**ACTION ITEM:**
Search the entries for the word "limit" and return every line where it is found.

(RECORDS Opens)

//! # fibdev-orchestration
//!
//! Calculator cross-validation and the device sweep driver.

pub mod calculator_selection;
pub mod interfaces;
pub mod orchestrator;
pub mod sweep;

pub use calculator_selection::get_calculators_to_run;
pub use interfaces::{CalculationResult, ProgressReporter, ResultPresenter};
pub use orchestrator::{analyze_comparison_results, execute_calculations};
pub use sweep::{run_sweep, Sample, SweepConfig, SweepError, SweepReport};
//! Device sweep: the benchmarking client.
//!
//! Probes the write path, reads every offset in `0..=max_offset` while timing
//! each read from the caller's side and from the device's side, then reads
//! the range again in reverse and checks both passes agree.

use std::io::{self, Read, Seek, SeekFrom, Write};
use std::time::{Duration, Instant};

use serde::Serialize;
use tracing::{debug, info};

use fibdev_core::constants::MAX_LENGTH;
use fibdev_core::FixedBigNumber;
use fibdev_device::{DeviceError, FibDevice, Session};

use crate::interfaces::ProgressReporter;

/// Payload used for the write probe.
const WRITE_PROBE: &[u8] = b"testing writing";

/// Errors produced by a sweep.
#[derive(Debug, thiserror::Error)]
pub enum SweepError {
    /// The device could not be opened.
    #[error(transparent)]
    Device(#[from] DeviceError),

    /// A seek, read or write on the session failed.
    #[error("device I/O failed: {0}")]
    Io(#[from] io::Error),

    /// The sweep range goes past what the device serves.
    #[error("max offset {max_offset} exceeds device limit {limit}")]
    OffsetOutOfRange {
        /// Requested upper bound.
        max_offset: u64,
        /// Device limit.
        limit: u64,
    },

    /// A read returned bytes that are not a valid value.
    #[error("undecodable value at offset {offset}")]
    Decode {
        /// Offset of the bad read.
        offset: u64,
    },

    /// The reverse pass disagreed with the forward pass.
    #[error("forward and reverse reads differ at offset {offset}")]
    Mismatch {
        /// Offset of the disagreement.
        offset: u64,
    },
}

/// Sweep parameters.
#[derive(Debug, Clone, Copy)]
pub struct SweepConfig {
    /// Last offset read (inclusive).
    pub max_offset: u64,
    /// Number of write probes issued before reading.
    pub writes: u64,
}

impl SweepConfig {
    /// Sweep `0..=max_offset` with one write probe per offset.
    #[must_use]
    pub fn new(max_offset: u64) -> Self {
        Self {
            max_offset,
            writes: max_offset.saturating_add(1),
        }
    }
}

impl Default for SweepConfig {
    fn default() -> Self {
        Self::new(MAX_LENGTH)
    }
}

/// One forward-pass read.
#[derive(Debug, Clone, Serialize)]
pub struct Sample {
    /// Fibonacci index.
    pub offset: u64,
    /// Value read back, limbs most significant first.
    pub value: FixedBigNumber,
    /// Decimal rendering of `value`.
    pub decimal: String,
    /// Caller-side time around the read, in nanoseconds.
    pub user_ns: u64,
    /// Device-side compute time, in nanoseconds.
    pub device_ns: u64,
    /// `user_ns - device_ns`: the cost of crossing the device boundary.
    pub overhead_ns: i64,
}

impl Sample {
    fn new(offset: u64, value: FixedBigNumber, user: Duration, device: Duration) -> Self {
        let user_ns = duration_ns(user);
        let device_ns = duration_ns(device);
        let overhead = i128::from(user_ns) - i128::from(device_ns);
        Self {
            offset,
            value,
            decimal: value.to_string(),
            user_ns,
            device_ns,
            overhead_ns: i64::try_from(overhead).unwrap_or(i64::MAX),
        }
    }
}

/// Outcome of a sweep.
#[derive(Debug, Clone, Serialize)]
pub struct SweepReport {
    /// Calculator behind the device.
    pub algorithm: &'static str,
    /// Write probes issued.
    pub writes: u64,
    /// Sum of byte counts the device reported for the probes.
    pub bytes_accepted: u64,
    /// Forward-pass samples, ordered by offset.
    pub samples: Vec<Sample>,
}

fn duration_ns(d: Duration) -> u64 {
    u64::try_from(d.as_nanos()).unwrap_or(u64::MAX)
}

fn read_at(session: &mut Session, offset: u64, buf: &mut [u8]) -> Result<FixedBigNumber, SweepError> {
    session.seek(SeekFrom::Start(offset))?;
    let n = session.read(buf)?;
    FixedBigNumber::decode(&buf[..n]).ok_or(SweepError::Decode { offset })
}

/// Run a full sweep against `device`.
///
/// Holds the device's single session for the whole run.
pub fn run_sweep(
    device: &FibDevice,
    config: &SweepConfig,
    reporter: &dyn ProgressReporter,
) -> Result<SweepReport, SweepError> {
    if config.max_offset > device.max_length() {
        return Err(SweepError::OffsetOutOfRange {
            max_offset: config.max_offset,
            limit: device.max_length(),
        });
    }

    let mut session = device.open()?;

    let mut bytes_accepted = 0u64;
    for _ in 0..config.writes {
        bytes_accepted += session.write(WRITE_PROBE)? as u64;
    }
    debug!(writes = config.writes, bytes_accepted, "write probe complete");

    let count = config.max_offset + 1;
    let total = count * 2;
    let mut buf = vec![0u8; <FixedBigNumber>::ENCODED_LEN];
    let mut samples = Vec::with_capacity(usize::try_from(count).unwrap_or_default());

    for offset in 0..=config.max_offset {
        let start = Instant::now();
        let value = read_at(&mut session, offset, &mut buf)?;
        let user = start.elapsed();
        let device_time = session.last_elapsed().unwrap_or_default();
        samples.push(Sample::new(offset, value, user, device_time));
        reporter.report(offset + 1, total);
    }
    info!(
        algorithm = device.algorithm(),
        offsets = count,
        "forward pass complete"
    );

    for (done, sample) in samples.iter().rev().enumerate() {
        let value = read_at(&mut session, sample.offset, &mut buf)?;
        if value != sample.value {
            return Err(SweepError::Mismatch {
                offset: sample.offset,
            });
        }
        reporter.report(count + done as u64 + 1, total);
    }
    info!(offsets = count, "reverse pass complete");
    reporter.complete();

    Ok(SweepReport {
        algorithm: device.algorithm(),
        writes: config.writes,
        bytes_accepted,
        samples,
    })
}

(RECORDS Closes)

**RESULT:**
    #[error("max offset {max_offset} exceeds device limit {limit}")]
        /// Device limit.
        limit: u64,
            limit: device.max_length(),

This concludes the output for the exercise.